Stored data
=== Begin Enclosure ===

//! The file system facade.
//!
//! [`FileSystem`] composes the in-memory [`PathTree`], a [`RecordStore`] and
//! the [`DiskBridge`]. It is the only component that decides where a path's
//! content is authoritative:
//!
//! - a path with a registered file handle is **disk-backed** and saves go
//!   through the bound directory;
//! - every other path is **memory-only** and saves are mirrored to the store.
//!
//! A disk write that fails with a permission error drops the path's handle,
//! so the path degrades to memory-only and later saves land in the store.
//! Other disk failures keep the handle and the next save retries.

use std::sync::Arc;

use parking_lot::RwLock;
use serde::Serialize;
use tokio::sync::OnceCell;
use tracing::{debug, info, warn};

use crate::config::VfsConfig;
use crate::disk::DiskBridge;
use crate::error::{VfsError, VfsResult};
use crate::handle::DirectoryHandle;
use crate::node::{Node, NodeKind};
use crate::path;
use crate::store::{RecordKind, RecordStore, SqliteStore};
use crate::tree::PathTree;

/// Where a path's content currently lives.
#[derive(Debug, Clone, Copy, PartialEq, Eq, Serialize)]
#[serde(rename_all = "snake_case")]
pub enum PathState {
    /// Not in the tree.
    Unbound,
    /// In memory, mirrored to the store.
    MemoryOnly,
    /// In memory, authoritative copy on disk.
    DiskBacked,
}

/// Result of [`FileSystem::update_file`].
///
/// The in-memory content is always updated; the outcome reports what
/// happened to the durable copy.
#[derive(Debug, Clone, Default, PartialEq, Eq, Serialize)]
pub struct SaveOutcome {
    pub saved_to_disk: bool,
    pub persisted: bool,
    #[serde(skip_serializing_if = "Option::is_none")]
    pub disk_error: Option<String>,
    #[serde(skip_serializing_if = "Option::is_none")]
    pub store_error: Option<String>,
}

impl SaveOutcome {
    /// True if the content reached either the disk or the store.
    pub fn is_durable(&self) -> bool {
        self.saved_to_disk || self.persisted
    }
}

/// Virtual file system with dual authority (store or bound directory).
///
/// Cheap to share as `Arc<FileSystem>`. Locks are never held across `.await`.
pub struct FileSystem {
    tree: RwLock<PathTree>,
    store: Arc<dyn RecordStore>,
    disk: DiskBridge,
    initialized: OnceCell<()>,
}

impl std::fmt::Debug for FileSystem {
    fn fmt(&self, f: &mut std::fmt::Formatter<'_>) -> std::fmt::Result {
        f.debug_struct("FileSystem")
            .field("entries", &self.tree.read().len())
            .field("disk", &self.disk)
            .field("initialized", &self.is_initialized())
            .finish()
    }
}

=== End Enclosure ===

__TASK GOAL__: Repeat each entry word for word.

__TASK RESPONSE__:
//! The file system facade.
//!
//! [`FileSystem`] composes the in-memory [`PathTree`], a [`RecordStore`] and
//! the [`DiskBridge`]. It is the only component that decides where a path's
//! content is authoritative:
//!
//! - a path with a registered file handle is **disk-backed** and saves go
//!   through the bound directory;
//! - every other path is **memory-only** and saves are mirrored to the store.
//!
//! A disk write that fails with a permission error drops the path's handle,
//! so the path degrades to memory-only and later saves land in the store.
//! Other disk failures keep the handle and the next save retries.

use std::sync::Arc;

use parking_lot::RwLock;
use serde::Serialize;
use tokio::sync::OnceCell;
use tracing::{debug, info, warn};

use crate::config::VfsConfig;
use crate::disk::DiskBridge;
use crate::error::{VfsError, VfsResult};
use crate::handle::DirectoryHandle;
use crate::node::{Node, NodeKind};
use crate::path;
use crate::store::{RecordKind, RecordStore, SqliteStore};
use crate::tree::PathTree;

/// Where a path's content currently lives.
#[derive(Debug, Clone, Copy, PartialEq, Eq, Serialize)]
#[serde(rename_all = "snake_case")]
pub enum PathState {
    /// Not in the tree.
    Unbound,
    /// In memory, mirrored to the store.
    MemoryOnly,
    /// In memory, authoritative copy on disk.
    DiskBacked,
}

/// Result of [`FileSystem::update_file`].
///
/// The in-memory content is always updated; the outcome reports what
/// happened to the durable copy.
#[derive(Debug, Clone, Default, PartialEq, Eq, Serialize)]
pub struct SaveOutcome {
    pub saved_to_disk: bool,
    pub persisted: bool,
    #[serde(skip_serializing_if = "Option::is_none")]
    pub disk_error: Option<String>,
    #[serde(skip_serializing_if = "Option::is_none")]
    pub store_error: Option<String>,
}

impl SaveOutcome {
    /// True if the content reached either the disk or the store.
    pub fn is_durable(&self) -> bool {
        self.saved_to_disk || self.persisted
    }
}

/// Virtual file system with dual authority (store or bound directory).
///
/// Cheap to share as `Arc<FileSystem>`. Locks are never held across `.await`.
pub struct FileSystem {
    tree: RwLock<PathTree>,
    store: Arc<dyn RecordStore>,
    disk: DiskBridge,
    initialized: OnceCell<()>,
}

impl std::fmt::Debug for FileSystem {
    fn fmt(&self, f: &mut std::fmt::Formatter<'_>) -> std::fmt::Result {
        f.debug_struct("FileSystem")
            .field("entries", &self.tree.read().len())
            .field("disk", &self.disk)
            .field("initialized", &self.is_initialized())
            .finish()
    }
}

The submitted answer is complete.